When the appointed day arrived in June, my brother, sister, and I gave a whoop, as we piled into the back seat of the family car, and away we went for a fun holiday outing. If there was a reverential aspect to the day, it never registered with me, my siblings, or the other two dozen or so kids with whom we exhausted ourselves eating, racing around, and playing softball and other energetic games.

Despite my innocence, I’d like to think the adults who brought us together for their annual Juneteenth celebration did at some point kick around a few conversations reflecting on the occasion’s true purpose. While slamming dominoes and talking noise, playing the card game bid whist, and gossiping, they must have discussed June 19, 1865, when black Texans became some of the last of 4 million enslaved African Americans formally notified of their freedom. Perhaps the adults acknowledged the history or, like us kids, just enjoyed a leisurely day with their friends.

I do not doubt that other black families around the state were engaged in similar celebrations for the day saluting African American heritage. The tradition’s popularity has grown over 155 years, well beyond the borders of the Lone Star State. If you are in Tokyo, Prague, Seoul, or Paris (France, not East Texas), you are likely to find a Juneteenth celebration.

It is the African American Fourth of July; the Emancipation Proclamation its Declaration of Independence. And in 1980, thanks to the efforts of late state Rep. Al Edwards of Houston, Texas became the first state to recognize “Emancipation Day” as an official holiday.
Since then, 45 other states and the District of Columbia have made the date a state holiday or acknowledged its observance. Yet, the question persists, “What is Juneteenth?”

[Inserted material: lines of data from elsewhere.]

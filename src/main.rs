//! Profit Levers CLI
//!
//! Command-line front end for the scenario model: print metrics, export the
//! sensitivity series, build an efficiency grid, or show the baseline.

use anyhow::{Context, Result};
use clap::{Args, Parser, Subcommand};
use profit_levers::{
    required_external_sales, BaselineConstants, BreakEven, Currency, FieldValue, ScenarioRunner,
    ScenarioSession,
};
use serde::Serialize;
use std::fs::File;
use std::io::{self, Write};
use std::path::{Path, PathBuf};
use std::sync::Arc;

#[derive(Parser)]
#[command(name = "profit-levers", version, about = "Profit levers simulator")]
struct Cli {
    #[command(subcommand)]
    command: Command,
}

#[derive(Subcommand)]
enum Command {
    /// Print gross profit, operating profit and break-even for a scenario
    Metrics {
        #[command(flatten)]
        scenario: ScenarioArgs,

        /// Monthly operating profit target (display units); prints the external sales needed
        #[arg(long, allow_hyphen_values = true)]
        target: Option<f64>,

        /// Print JSON instead of a table
        #[arg(long)]
        json: bool,
    },
    /// Write the profit-vs-external-sales series as CSV
    Sensitivity {
        #[command(flatten)]
        scenario: ScenarioArgs,

        /// Output file (stdout if omitted)
        #[arg(short, long)]
        output: Option<PathBuf>,
    },
    /// Operating profit for several efficiency levels across the sales range
    Grid {
        #[command(flatten)]
        scenario: ScenarioArgs,

        /// Comma-separated efficiency levels, e.g. 0.4,0.51,0.6
        #[arg(long, value_delimiter = ',', required = true)]
        efficiency: Vec<f64>,
    },
    /// Print the baseline constants as JSON
    Baseline {
        /// Baseline override CSV
        #[arg(long)]
        baseline: Option<PathBuf>,
    },
}

#[derive(Args)]
struct ScenarioArgs {
    /// Baseline override CSV (built-in FY2025 figures if omitted)
    #[arg(long)]
    baseline: Option<PathBuf>,

    /// Display currency: native or foreign
    #[arg(long)]
    currency: Option<Currency>,

    /// Exchange rate, foreign units per native unit
    #[arg(long)]
    rate: Option<f64>,

    /// Field edit, repeatable (e.g. --set efficiency=0.6 --set repairs_m=700)
    #[arg(long = "set", value_name = "FIELD=VALUE", allow_hyphen_values = true)]
    edits: Vec<FieldValue>,

    /// Treat money edits as display-unit amounts
    #[arg(long)]
    display_input: bool,
}

fn load_baseline(path: Option<&Path>) -> Result<BaselineConstants> {
    match path {
        Some(p) => BaselineConstants::from_csv_path(p)
            .with_context(|| format!("Failed to load baseline from {}", p.display())),
        None => Ok(BaselineConstants::fy2025()),
    }
}

fn build_session(args: &ScenarioArgs) -> Result<ScenarioSession> {
    let baseline = load_baseline(args.baseline.as_deref())?;
    let mut session = ScenarioSession::new(Arc::new(baseline));

    if let Some(currency) = args.currency {
        session.set_field(FieldValue::Currency(currency))?;
    }
    if let Some(rate) = args.rate {
        session.set_field(FieldValue::ExchangeRate(rate))?;
    }
    session
        .apply(&args.edits, args.display_input)
        .context("Scenario edit rejected")?;

    Ok(session)
}

/// Whole thousands with separators, e.g. -1,405
fn fmt_amount(value: f64) -> String {
    if !value.is_finite() {
        return "unreachable".to_string();
    }
    let rounded = value.round();
    let digits = format!("{:.0}", rounded.abs());
    let mut grouped = String::with_capacity(digits.len() + digits.len() / 3);
    for (i, c) in digits.chars().enumerate() {
        if i > 0 && (digits.len() - i) % 3 == 0 {
            grouped.push(',');
        }
        grouped.push(c);
    }
    if rounded < 0.0 {
        format!("-{}", grouped)
    } else {
        grouped
    }
}

#[derive(Serialize)]
struct MetricsReport<'a> {
    baseline: &'a str,
    unit: &'a str,
    scenario: profit_levers::ScenarioState,
    native: profit_levers::DerivedMetrics,
    display: profit_levers::DisplayMetrics,
    #[serde(skip_serializing_if = "Option::is_none")]
    target_external_sales: Option<BreakEven>,
}

fn run_metrics(args: &ScenarioArgs, target: Option<f64>, json: bool) -> Result<()> {
    let mut session = build_session(args)?;
    let scenario = session.get_scenario();
    let native = session.metrics();
    let display = session.display_metrics()?;
    let unit = session.baseline().unit_label(scenario.currency).to_string();

    let target_sales = match target {
        Some(t) => {
            let native_target = scenario.to_native(t)?;
            Some(required_external_sales(&scenario, native_target).to_display(scenario.currency, scenario.exchange_rate)?)
        }
        None => None,
    };

    if json {
        let report = MetricsReport {
            baseline: &session.baseline().label,
            unit: &unit,
            scenario,
            native,
            display: display.clone(),
            target_external_sales: target_sales,
        };
        println!("{}", serde_json::to_string_pretty(&report)?);
        return Ok(());
    }

    let baseline = session.baseline();
    println!("Profit Levers - {} ({} .. {})", baseline.label, baseline.period.start(), baseline.period.end());
    println!("Display unit: {}\n", unit);

    println!("{:<32} {:>14}", "Monthly", unit);
    println!("{}", "-".repeat(47));
    println!("{:<32} {:>14}", "External Sales", fmt_amount(scenario.to_display(scenario.external_sales_m)?));
    println!("{:<32} {:>14}", "Internal Sales", fmt_amount(scenario.to_display(scenario.internal_sales_m)?));
    println!("{:<32} {:>13.1}%", "External Base Margin", display.ext_base_margin * 100.0);
    println!("{:<32} {:>13.1}%", "Internal Base Margin", display.int_base_margin * 100.0);
    println!("{:<32} {:>14.2}", "Efficiency", scenario.efficiency);
    println!("{:<32} {:>14}", "External GP", fmt_amount(display.ext_gp));
    println!("{:<32} {:>14}", "Internal GP", fmt_amount(display.int_gp));
    println!("{:<32} {:>14}", "Total GP", fmt_amount(display.total_gp));
    println!("{:<32} {:>14}", "Fixed Costs", fmt_amount(scenario.to_display(scenario.fixed_costs_m)?));
    println!("{:<32} {:>14}", "Repairs & Maintenance", fmt_amount(scenario.to_display(scenario.repairs_m)?));
    println!("{:<32} {:>14}", "FX / Exceptional", fmt_amount(scenario.to_display(scenario.fx_adjustment_m)?));
    println!("{:<32} {:>14}", "Operating Profit", fmt_amount(display.operating_profit));
    println!("{:<32} {:>14}", "Break-even External Sales", fmt_amount(display.break_even.as_f64()));
    if let Some(sales) = target_sales {
        println!("{:<32} {:>14}", "External Sales for Target OP", fmt_amount(sales.as_f64()));
    }

    println!();
    println!("{:<32} {:>14}", "Annualized", unit);
    println!("{}", "-".repeat(47));
    println!("{:<32} {:>14}", "Total Sales", fmt_amount(display.annual_sales));
    println!("{:<32} {:>14}", "Operating Profit", fmt_amount(display.annual_operating_profit));
    println!(
        "{:<32} {:>14}",
        "Report Outlook OP",
        fmt_amount(scenario.to_display(baseline.operating_profit_outlook)?)
    );

    Ok(())
}

fn run_sensitivity(args: &ScenarioArgs, output: Option<&Path>) -> Result<()> {
    let mut session = build_session(args)?;
    let display = session.display_metrics()?;
    let unit = session.baseline().unit_label(display.currency).to_string();

    let sink: Box<dyn Write> = match output {
        Some(path) => Box::new(
            File::create(path).with_context(|| format!("Unable to create {}", path.display()))?,
        ),
        None => Box::new(io::stdout()),
    };
    let mut writer = csv::Writer::from_writer(sink);

    writer.write_record([
        format!("External Sales ({})", unit),
        format!("OP ({})", unit),
    ])?;
    for point in &display.sensitivity {
        writer.write_record([
            format!("{:.2}", point.external_sales),
            format!("{:.2}", point.operating_profit),
        ])?;
    }
    writer.flush()?;

    if let Some(path) = output {
        eprintln!("Wrote {} points to {}", display.sensitivity.len(), path.display());
    }
    Ok(())
}

fn run_grid(args: &ScenarioArgs, efficiencies: &[f64]) -> Result<()> {
    let mut session = build_session(args)?;
    let scenario = session.get_scenario();
    let unit = session.baseline().unit_label(scenario.currency).to_string();

    let runner = ScenarioRunner::with_baseline(Arc::new(session.baseline().clone()));
    let grid = runner.efficiency_grid(&scenario, efficiencies)?;

    println!("Operating profit ({}) by efficiency and external sales\n", unit);
    print!("{:>14}", "Ext Sales");
    for row in &grid.rows {
        print!(" {:>10}", format!("eff {:.2}", row.efficiency));
    }
    println!();
    println!("{}", "-".repeat(14 + 11 * grid.rows.len()));

    for (i, sales) in grid.external_sales.iter().enumerate() {
        print!("{:>14}", fmt_amount(scenario.to_display(*sales)?));
        for row in &grid.rows {
            print!(" {:>10}", fmt_amount(scenario.to_display(row.operating_profit[i])?));
        }
        println!();
    }
    Ok(())
}

#[derive(Serialize)]
struct BaselineReport<'a> {
    #[serde(flatten)]
    baseline: &'a BaselineConstants,
    months: u32,
    external_sales_m: f64,
    internal_sales_m: f64,
    fixed_costs_m: f64,
}

fn run_baseline(path: Option<&Path>) -> Result<()> {
    let baseline = load_baseline(path)?;
    let report = BaselineReport {
        baseline: &baseline,
        months: baseline.period.months(),
        external_sales_m: baseline.external_sales_m(),
        internal_sales_m: baseline.internal_sales_m(),
        fixed_costs_m: baseline.fixed_costs_m(),
    };
    println!("{}", serde_json::to_string_pretty(&report)?);
    Ok(())
}

fn main() -> Result<()> {
    env_logger::init();

    let cli = Cli::parse();
    match &cli.command {
        Command::Metrics { scenario, target, json } => run_metrics(scenario, *target, *json),
        Command::Sensitivity { scenario, output } => run_sensitivity(scenario, output.as_deref()),
        Command::Grid { scenario, efficiency } => run_grid(scenario, efficiency),
        Command::Baseline { baseline } => run_baseline(baseline.as_deref()),
    }
}

#[cfg(test)]
mod tests {
    use super::*;

    #[test]
    fn test_fmt_amount() {
        assert_eq!(fmt_amount(0.0), "0");
        assert_eq!(fmt_amount(721.5), "722");
        assert_eq!(fmt_amount(1306.8), "1,307");
        assert_eq!(fmt_amount(-1405.0), "-1,405");
        assert_eq!(fmt_amount(16_903_000.0), "16,903,000");
        assert_eq!(fmt_amount(-0.4), "0");
        assert_eq!(fmt_amount(f64::INFINITY), "unreachable");
    }

    #[test]
    fn test_cli_parses_edits() {
        let cli = Cli::try_parse_from([
            "profit-levers",
            "metrics",
            "--currency",
            "foreign",
            "--set",
            "efficiency=0.6",
            "--set",
            "fx_adjustment_m=-75",
        ])
        .unwrap();

        match cli.command {
            Command::Metrics { scenario, .. } => {
                assert_eq!(scenario.currency, Some(Currency::Foreign));
                assert_eq!(
                    scenario.edits,
                    vec![FieldValue::Efficiency(0.6), FieldValue::FxAdjustment(-75.0)]
                );
            }
            _ => panic!("expected metrics command"),
        }
    }

    #[test]
    fn test_build_session_applies_selector_before_edits() {
        let args = ScenarioArgs {
            baseline: None,
            currency: Some(Currency::Foreign),
            rate: Some(20.0),
            edits: vec![FieldValue::FixedCosts(6170.0)],
            display_input: true,
        };
        let mut session = build_session(&args).unwrap();
        assert!((session.get_scenario().fixed_costs_m - 308.5).abs() < 1e-9);
    }
}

It’s a topic I grappled with embarrassingly late in my life. I nodded through my high school American history and world history classes with disinterest—black history often wasn’t taught. In 1963, my junior high school was renamed Crispus Attucks, and that was when I became aware of the black hero who was the first casualty of the American Revolution. We all thought that was pretty cool. For about a day.

I wasn’t jolted awake about Juneteenth until I was well into my 30s. At that point, I had served eight years as an Air Force medic, studied journalism at the University of Texas at Austin, and had become a sports writer at the Austin American-Statesman and USA Today. Twenty-five years later, when I started my role as director of Prairie View A&M University’s Texas Institute for the Preservation of History and Culture in 2015, I was tasked with digitally documenting 500 years of black history in Texas. As a kid, I celebrated Juneteenth in Prairie View, and now I’m privileged to research, write, and display exhibits about the event in that same town.

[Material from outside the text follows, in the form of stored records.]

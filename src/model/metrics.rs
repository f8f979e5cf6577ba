//! Gross profit, operating profit and annualized totals

use serde::Serialize;

use super::break_even::{break_even_external_sales, BreakEven};
use super::sensitivity::SensitivitySeries;
use crate::scenario::ScenarioState;

/// Months used to annualize monthly figures
pub const MONTHS_PER_YEAR: f64 = 12.0;

/// Metrics derived from one scenario snapshot. Never stored; recompute on read.
///
/// Money amounts are monthly native units unless prefixed `annual_`.
#[derive(Debug, Clone, Copy, PartialEq, Serialize)]
pub struct DerivedMetrics {
    pub ext_base_margin: f64,
    pub int_base_margin: f64,
    pub ext_gp: f64,
    pub int_gp: f64,
    pub total_gp: f64,
    pub operating_profit: f64,
    pub total_sales: f64,
    pub annual_sales: f64,
    pub annual_operating_profit: f64,
    pub break_even: BreakEven,
    pub sensitivity: SensitivitySeries,
}

/// Share of external sales left after product cost, floored at zero
pub fn ext_base_margin(scenario: &ScenarioState) -> f64 {
    (1.0 - scenario.ext_cost_pct).max(0.0)
}

/// Share of internal sales left after product cost, floored at zero
pub fn int_base_margin(scenario: &ScenarioState) -> f64 {
    (1.0 - scenario.int_cost_pct).max(0.0)
}

/// External gross profit for a given external sales volume
pub fn external_gross_profit(scenario: &ScenarioState, external_sales_m: f64) -> f64 {
    external_sales_m * ext_base_margin(scenario) * scenario.efficiency
}

pub fn internal_gross_profit(scenario: &ScenarioState) -> f64 {
    scenario.internal_sales_m * int_base_margin(scenario) * scenario.efficiency
}

/// Costs and one-offs that sit below gross profit: fixed + repairs - FX gain
pub fn overhead_net_of_fx(scenario: &ScenarioState) -> f64 {
    scenario.fixed_costs_m + scenario.repairs_m - scenario.fx_adjustment_m
}

/// Operating profit with external sales replaced by `external_sales_m`,
/// everything else held at the scenario's values
pub fn operating_profit_at(scenario: &ScenarioState, external_sales_m: f64) -> f64 {
    external_gross_profit(scenario, external_sales_m) + internal_gross_profit(scenario)
        - overhead_net_of_fx(scenario)
}

/// Compute every derived metric from a scenario snapshot
pub fn compute_metrics(scenario: &ScenarioState) -> DerivedMetrics {
    let ext_gp = external_gross_profit(scenario, scenario.external_sales_m);
    let int_gp = internal_gross_profit(scenario);
    let total_gp = ext_gp + int_gp;
    let operating_profit =
        total_gp - scenario.fixed_costs_m - scenario.repairs_m + scenario.fx_adjustment_m;
    let total_sales = scenario.external_sales_m + scenario.internal_sales_m;

    DerivedMetrics {
        ext_base_margin: ext_base_margin(scenario),
        int_base_margin: int_base_margin(scenario),
        ext_gp,
        int_gp,
        total_gp,
        operating_profit,
        total_sales,
        annual_sales: total_sales * MONTHS_PER_YEAR,
        annual_operating_profit: operating_profit * MONTHS_PER_YEAR,
        break_even: break_even_external_sales(scenario),
        sensitivity: SensitivitySeries::new(scenario),
    }
}

#[cfg(test)]
mod tests {
    use super::*;
    use approx::assert_abs_diff_eq;

    #[test]
    fn test_baseline_figures() {
        let metrics = compute_metrics(&ScenarioState::default());

        assert_abs_diff_eq!(metrics.ext_base_margin, 0.20, epsilon = 1e-12);
        assert_abs_diff_eq!(metrics.int_base_margin, 0.50, epsilon = 1e-12);
        assert_abs_diff_eq!(metrics.ext_gp, 73.593, epsilon = 1e-9);
        assert_abs_diff_eq!(metrics.int_gp, 175.206_25, epsilon = 1e-9);
        assert_abs_diff_eq!(metrics.total_gp, 248.799_25, epsilon = 1e-9);
        assert_abs_diff_eq!(metrics.operating_profit, -59.700_75, epsilon = 1e-9);
        assert_abs_diff_eq!(metrics.total_sales, (8658.0 + 8245.0) / 12.0, epsilon = 1e-9);
        assert_abs_diff_eq!(metrics.annual_sales, 16_903.0, epsilon = 1e-9);
        assert_abs_diff_eq!(metrics.annual_operating_profit, -716.409, epsilon = 1e-9);
    }

    #[test]
    fn test_fx_and_repairs_flow_through() {
        let scenario = ScenarioState {
            repairs_m: 700.0,
            fx_adjustment_m: -150.0,
            ..ScenarioState::default()
        };
        let base = compute_metrics(&ScenarioState::default());
        let metrics = compute_metrics(&scenario);

        assert_abs_diff_eq!(metrics.total_gp, base.total_gp, epsilon = 1e-12);
        assert_abs_diff_eq!(
            metrics.operating_profit,
            base.operating_profit - 850.0,
            epsilon = 1e-9
        );
    }

    #[test]
    fn test_operating_profit_at_current_sales_matches() {
        let scenario = ScenarioState {
            fx_adjustment_m: 42.0,
            ..ScenarioState::default()
        };
        let metrics = compute_metrics(&scenario);
        assert_abs_diff_eq!(
            operating_profit_at(&scenario, scenario.external_sales_m),
            metrics.operating_profit,
            epsilon = 1e-9
        );
    }

    #[test]
    fn test_zero_margin_floors() {
        let scenario = ScenarioState {
            ext_cost_pct: 1.0,
            int_cost_pct: 1.0,
            ..ScenarioState::default()
        };
        let metrics = compute_metrics(&scenario);

        assert_eq!(metrics.ext_gp, 0.0);
        assert_eq!(metrics.int_gp, 0.0);
        assert_abs_diff_eq!(metrics.operating_profit, -308.5, epsilon = 1e-9);
    }

    fn op(scenario: ScenarioState) -> f64 {
        compute_metrics(&scenario).operating_profit
    }

    #[test]
    fn test_monotonicity() {
        let base = ScenarioState::default();
        let levels = [0.0, 100.0, 500.0, 721.5, 1500.0, 5000.0];

        for pair in levels.windows(2) {
            let (lo, hi) = (pair[0], pair[1]);

            assert!(op(ScenarioState { external_sales_m: lo, ..base })
                <= op(ScenarioState { external_sales_m: hi, ..base }));
            assert!(op(ScenarioState { internal_sales_m: lo, ..base })
                <= op(ScenarioState { internal_sales_m: hi, ..base }));
            assert!(op(ScenarioState { fixed_costs_m: lo, ..base })
                >= op(ScenarioState { fixed_costs_m: hi, ..base }));
            assert!(op(ScenarioState { repairs_m: lo, ..base })
                >= op(ScenarioState { repairs_m: hi, ..base }));
        }

        let efficiencies = [0.30, 0.40, 0.51, 0.65, 0.80];
        for pair in efficiencies.windows(2) {
            assert!(op(ScenarioState { efficiency: pair[0], ..base })
                <= op(ScenarioState { efficiency: pair[1], ..base }));
        }
    }
}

Along the way, I educated myself about black history, picking up bits and pieces from stories in Afrocentric publications, like Jet and Ebony magazines. In the late 1980s, I began research for my first book, Black College Football, 1892-1992, a history of football programs at historically black colleges. Part of my research focused on how those schools, such as Prairie View A&M, were founded throughout the South after emancipation.

When my interest in sports history collided with my interest in black history, I was excited to discover intriguing tales about Juneteenth, and everything that came before and after.

Texas became the first state to recognize “Emancipation Day” as an official holiday.

The roots of Juneteenth were planted by the proclamation, a tactical military instrument intended to economically thwart the Confederate States Army and restore the Union. President Abraham Lincoln reasoned that freeing slaves in the rebellious states would collapse the Confederate’s cotton-based economy by taking away its labor force. He issued a preliminary proclamation in September 1862 warning the rebels to cease fighting and rejoin the Union or else he would free their slaves on January 1, 1863, which he did by signing the proclamation. In response, the Confederates stood fast.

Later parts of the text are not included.